Work item = Repeat the entries word for word. Leave nothing out.

Material shown =
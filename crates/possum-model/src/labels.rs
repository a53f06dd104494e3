//! Class-index to population-label mapping for the trained model.
//!
//! The artifact was trained with class 0 = the Victoria population; every
//! other class index collapses to "Other".

/// Predicted possum population.
#[derive(Debug, Clone, Copy, PartialEq, Eq)]
pub enum Population {
    /// Class 0 — the Victoria (Vic) population.
    Victoria,
    /// Any non-zero class.
    Other,
}

impl Population {
    /// Map a raw class index from the classifier to a population label.
    pub fn from_class_index(index: i64) -> Self {
        if index == 0 {
            Self::Victoria
        } else {
            Self::Other
        }
    }

    pub fn as_str(&self) -> &'static str {
        match self {
            Self::Victoria => "Victoria (Vic)",
            Self::Other => "Other",
        }
    }
}

impl std::fmt::Display for Population {
    fn fmt(&self, f: &mut std::fmt::Formatter<'_>) -> std::fmt::Result {
        f.write_str(self.as_str())
    }
}

#[cfg(test)]
mod tests {
    use super::*;

    #[test]
    fn class_zero_is_victoria() {
        assert_eq!(Population::from_class_index(0), Population::Victoria);
        assert_eq!(Population::from_class_index(0).as_str(), "Victoria (Vic)");
    }

    #[test]
    fn any_nonzero_class_is_other() {
        assert_eq!(Population::from_class_index(1), Population::Other);
        assert_eq!(Population::from_class_index(2), Population::Other);
        assert_eq!(Population::from_class_index(-3), Population::Other);
        assert_eq!(Population::from_class_index(1).as_str(), "Other");
    }
}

Solution for this task =
filename crates/possum-model/src/labels.rs
repository a53f06dd104494e3
//! Class-index to population-label mapping for the trained model.
//!
//! The artifact was trained with class 0 = the Victoria population; every
//! other class index collapses to "Other".

/// Predicted possum population.
#[derive(Debug, Clone, Copy, PartialEq, Eq)]
pub enum Population {
    /// Class 0 — the Victoria (Vic) population.
    Victoria,
    /// Any non-zero class.
    Other,
}

impl Population {
    /// Map a raw class index from the classifier to a population label.
    pub fn from_class_index(index: i64) -> Self {
        if index == 0 {
            Self::Victoria
        } else {
            Self::Other
        }
    }

    pub fn as_str(&self) -> &'static str {
        match self {
            Self::Victoria => "Victoria (Vic)",
            Self::Other => "Other",
        }
    }
}

impl std::fmt::Display for Population {
    fn fmt(&self, f: &mut std::fmt::Formatter<'_>) -> std::fmt::Result {
        f.write_str(self.as_str())
    }
}

#[cfg(test)]
mod tests {
    use super::*;

    #[test]
    fn class_zero_is_victoria() {
        assert_eq!(Population::from_class_index(0), Population::Victoria);
        assert_eq!(Population::from_class_index(0).as_str(), "Victoria (Vic)");
    }

    #[test]
    fn any_nonzero_class_is_other() {
        assert_eq!(Population::from_class_index(1), Population::Other);
        assert_eq!(Population::from_class_index(2), Population::Other);
        assert_eq!(Population::from_class_index(-3), Population::Other);
        assert_eq!(Population::from_class_index(1).as_str(), "Other");
    }
}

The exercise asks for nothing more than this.